Louis Ciminelli has had legal issues in the past. In 1991 he was listed as a co-defendant in a Racketeer Influenced and Corrupt Organizations (RICO) suit against long time mob controlled Laborers' International Union of North America (LIUNA) Local 210 in Buffalo. His name appears with known soldiers and associates of the Buffalo Crime family including Leonard Falzone, Dan Sansanese, Joseph Pieri, Peter Gerace, and Salvatore Caci. The Ciminelli family has been under investigation more than once. In 1986, LIUNA was going to bring a lawsuit against 20 Buffalo area contractors and Ron Fino was told by Buffalo Family underboss Joe Todaro, Jr and consigliere Leonard Falzone that Frank Ciminelli (Louis' father) was connected and all his companies were "off limits".

It now appears L.P. Ciminelli is being investigated on another possible bid rigging charge involving the Culinary Institute project for Niagara County Community College.

==== Empire State Development Corporation ====
Federal prosecutors are investigating the Empire State Development Corporation (ESD); specifically, how ESD chose companies to give award fund to for the Buffalo Billion project. The U.S. Attorney's office asked ESD to assist it by providing documentation. To aid in that process, ESD has hired a Washington, D.C. law firm at the rate of $800 per hour. WGRZ asked the U.S. Attorney Bharara to comment about the case, but Bharara declined.

==== Competitive Power Ventures ====
Another federal investigation also involved the son of Peter G. Kelly. In October 2018, Competitive Power Ventures (CPV) executive Peter G. Kelley Jr., who oversaw the development of the regional Oxford Power Plant, was sentenced to 14 months in prison after pleading guilty to conspiracy to commit wire fraud. The charge involved funneling $285,000 to Percoco after hiring his wife for a “low-show” job with Competitive Power Ventures. Kelley Jr. was also ordered to pay $250,000 in restitution to CPV and serve three years of supervised release.
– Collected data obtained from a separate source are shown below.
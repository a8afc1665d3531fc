//! tree-sitter adapter
//!
//! A [`Grammar`] wraps a tree-sitter language whose named node kinds are the
//! Og production names, and converts its concrete trees into
//! [`SyntaxNode`]s the lowering engine consumes.

use crate::{SyntaxError, SyntaxKind, SyntaxNode};
use anyhow::Result;
use og_span::Span;
use tree_sitter::{Node, Parser, Tree};

/// A tree-sitter grammar producing Og parse trees
pub trait Grammar: Send + Sync + 'static {
    /// Name of the grammar
    fn name(&self) -> &'static str;

    /// tree-sitter language instance
    fn tree_sitter_language(&self) -> tree_sitter::Language;

    /// Maps a named tree-sitter node kind to a production
    ///
    /// The default accepts exactly the grammar names of [`SyntaxKind`].
    /// Grammars with extras (comments and the like) map them to
    /// [`SyntaxKind::Token`] so the lowering engine skips them.
    fn syntax_kind(&self, node_kind: &str) -> Option<SyntaxKind> {
        SyntaxKind::from_name(node_kind)
    }

    /// Parse source code to a concrete syntax tree
    ///
    /// # Errors
    ///
    /// Returns an error if the language cannot be loaded or parsing fails
    fn parse(&self, source: &str) -> Result<Tree> {
        let mut parser = Parser::new();
        parser.set_language(&self.tree_sitter_language())?;

        parser
            .parse(source, None)
            .ok_or_else(|| anyhow::anyhow!("tree-sitter parse failed"))
    }

    /// Convert a tree-sitter node (and its subtree) to a syntax node
    ///
    /// # Errors
    ///
    /// Fails on error/missing nodes and on named nodes without a production.
    fn lower_node(&self, node: &Node<'_>, source: &str) -> Result<SyntaxNode, SyntaxError> {
        let span = Span::new(node.start_byte() as u32, node.end_byte() as u32);

        if node.is_error() || node.is_missing() {
            let reason = if node.is_missing() {
                format!("missing `{}`", node.kind())
            } else {
                "error".to_string()
            };
            return Err(SyntaxError::Malformed { reason, span });
        }

        let kind = if node.is_named() {
            self.syntax_kind(node.kind())
                .ok_or_else(|| SyntaxError::UnknownNodeKind {
                    grammar: self.name(),
                    kind: node.kind().to_string(),
                    span,
                })?
        } else {
            SyntaxKind::Token
        };

        let text = source
            .get(node.start_byte()..node.end_byte())
            .unwrap_or_default()
            .to_string();

        let mut children = Vec::new();
        let mut cursor = node.walk();
        for child in node.children(&mut cursor) {
            children.push(self.lower_node(&child, source)?);
        }

        Ok(SyntaxNode {
            kind,
            span,
            text,
            children,
        })
    }

    /// Parse `source` and convert the whole tree
    ///
    /// # Errors
    ///
    /// Returns parser setup failures and conversion failures
    fn parse_to_syntax(&self, source: &str) -> Result<SyntaxNode> {
        let tree = self.parse(source)?;
        Ok(self.lower_node(&tree.root_node(), source)?)
    }
}

#[cfg(test)]
mod tests {
    use super::*;

    /// Borrows the Rust grammar to exercise the conversion machinery
    struct StandIn;

    impl Grammar for StandIn {
        fn name(&self) -> &'static str {
            "stand-in"
        }

        fn tree_sitter_language(&self) -> tree_sitter::Language {
            tree_sitter_rust::LANGUAGE.into()
        }

        fn syntax_kind(&self, node_kind: &str) -> Option<SyntaxKind> {
            match node_kind {
                "source_file" => Some(SyntaxKind::SourceFile),
                "function_item" => Some(SyntaxKind::FunctionDecl),
                "identifier" => Some(SyntaxKind::Identifier),
                "parameters" => Some(SyntaxKind::Parameters),
                "block" => Some(SyntaxKind::Block),
                _ => None,
            }
        }
    }

    #[test]
    fn converts_named_and_anonymous_nodes() {
        let source = "fn main() {}";
        let root = StandIn.parse_to_syntax(source).unwrap();

        assert_eq!(root.kind, SyntaxKind::SourceFile);
        let function = root.child(SyntaxKind::FunctionDecl).unwrap();
        assert_eq!(function.text, source);
        assert_eq!(function.span, Span::new(0, 12));
        assert_eq!(function.children[0].kind, SyntaxKind::Token);
        assert!(function.children[0].is_token_text("fn"));

        let name = function.child(SyntaxKind::Identifier).unwrap();
        assert_eq!(name.text, "main");
        assert_eq!(name.span, Span::new(3, 7));
        assert!(function.has_child(SyntaxKind::Parameters));
        assert!(function.has_child(SyntaxKind::Block));
    }

    #[test]
    fn unmapped_named_kind_is_rejected() {
        let error = StandIn
            .parse_to_syntax("fn main() { let x = 1; }")
            .unwrap_err();
        let error = error.downcast::<SyntaxError>().unwrap();
        assert!(matches!(
            error,
            SyntaxError::UnknownNodeKind { ref kind, .. } if kind == "let_declaration"
        ));
    }

    #[test]
    fn default_mapping_uses_grammar_names() {
        struct ByName;
        impl Grammar for ByName {
            fn name(&self) -> &'static str {
                "by-name"
            }
            fn tree_sitter_language(&self) -> tree_sitter::Language {
                tree_sitter_rust::LANGUAGE.into()
            }
        }

        assert_eq!(ByName.syntax_kind("if_stmt"), Some(SyntaxKind::IfStmt));
        assert_eq!(ByName.syntax_kind("function_item"), None);
    }
}
fn loops() -> Vec<SyntaxNode> {
    let counted = for_clause(
        Some(simple_stmt(short_var_decl(&["i"], vec![lit("0")]))),
        Some(binary(name("i"), "<", lit("10"))),
        Some(simple_stmt(inc_dec(name("i"), "++"))),
        block(vec![call_stmt("tick")]),
    );
    let ranged = stmt(node(
        SyntaxKind::ForStmt,
        vec![
            token("for "),
            node(
                SyntaxKind::RangeClause,
                vec![
                    ident_list(&["k", "v"]),
                    token(":="),
                    token("range "),
                    name("items"),
                ],
            ),
            block(vec![call_stmt("visit")]),
        ],
    ));
    let reassigned = stmt(node(
        SyntaxKind::ForStmt,
        vec![
            token("for "),
            node(
                SyntaxKind::RangeClause,
                vec![
                    expr_list(vec![name("x")]),
                    token("="),
                    token("range "),
                    name("items"),
                ],
            ),
            block(vec![]),
        ],
    ));
    let conditional = stmt(node(
        SyntaxKind::ForStmt,
        vec![token("for "), name("ready"), call_stmt("wait")],
    ));
    vec![counted, ranged, reassigned, conditional]
}

fn main_function() -> SyntaxNode {
    let make_channel = suffixed(
        name_primary("make"),
        SyntaxKind::Arguments,
        vec![
            token("("),
            channel_type(vec![token("chan ")], type_name("int")),
            token(","),
            expr_list(vec![lit("1")]),
            token(")"),
        ],
    );
    let local = stmt(declaration(node(
        SyntaxKind::VarDecl,
        vec![
            token("var "),
            node(
                SyntaxKind::VarSpec,
                vec![ident_list(&["local"]), token(" "), type_name("int")],
            ),
        ],
    )));
    let spawned = stmt(node(
        SyntaxKind::GoStmt,
        vec![
            token("go "),
            function(signature(vec![], None), vec![call_stmt("work")]),
        ],
    ));

    let mut statements = vec![
        simple(short_var_decl(&["x"], vec![lit("1")])),
        simple(assignment(name("x"), "+=", lit("2"))),
        simple(inc_dec(name("x"), "++")),
        simple(short_var_decl(&["ch"], vec![expr(make_channel)])),
        simple(send_stmt(name("ch"), name("x"))),
        simple(node(SyntaxKind::EmptyStmt, vec![])),
        expression_statement(),
        composite_literals(),
        function_literal(),
        labeled_loop(),
        stmt(node(SyntaxKind::GotoStmt, vec![token("goto "), ident("outer")])),
        if_chain(),
        expr_switch(),
        type_switch(),
        select_stmt(),
    ];
    statements.extend(loops());
    statements.extend([
        stmt(node(
            SyntaxKind::GoStmt,
            vec![token("go "), expr(call(name_primary("work"), vec![]))],
        )),
        spawned,
        stmt(node(
            SyntaxKind::DeferStmt,
            vec![
                token("defer "),
                expr(call(
                    select(name_primary("fmt"), "Println"),
                    vec![string_lit("\"done\"")],
                )),
            ],
        )),
        stmt(block(vec![call_stmt("scoped")])),
        local,
        return_stmt(vec![]),
    ]);
    top_level(function_decl(
        "main",
        function(signature(vec![], None), statements),
    ))
}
=== New York state investigation ===

==== McGuire Development and SUNY Polytechnic Institute ====
McGuire Development, which was awarded contracts to build a technology hub, donated $25,000 to Cuomo's campaigns. However, Cuomo's office said that the State University of New York (SUNY) and its non-profit was in charge of the bidding process, and the governor's office did not play a role.

The head of SUNY Polytechnic Institute, Alain Kaloyeros, is a point person for Buffalo Billion. On May 4, 2016, media reported that New York Attorney General Eric Schneiderman has been investigating Kaloyeros in a possible alleged "bid-rigging" violation related to the development of a dorm constructed at SUNY Polytechnic. One developer (Columbia) submitted a bid for the dormitory. Both Kaloyeros and Columbia have close ties with Governor Andrew Cuomo; Kaloyeros has served as an advisor and Columbia has contributed a substantial sum of campaign money.

==== Excelsior Jobs Program ====
As of June 2016, New York state comptroller Thomas DiNapoli has been conducting a year-long audit of the Excelsior Jobs Program. Within that audit is, DiNapoli's office has been investigating tax breaks that the program gave to companies who participated in the Buffalo Billion program. Two legislators asked DiNapoli to conduct a full audit of all Buffalo Billion spending; DiNapoli declined their request. According to the Buffalo News, DiNapoli is considering reviewing some of the spending that took place within Buffalo Billion.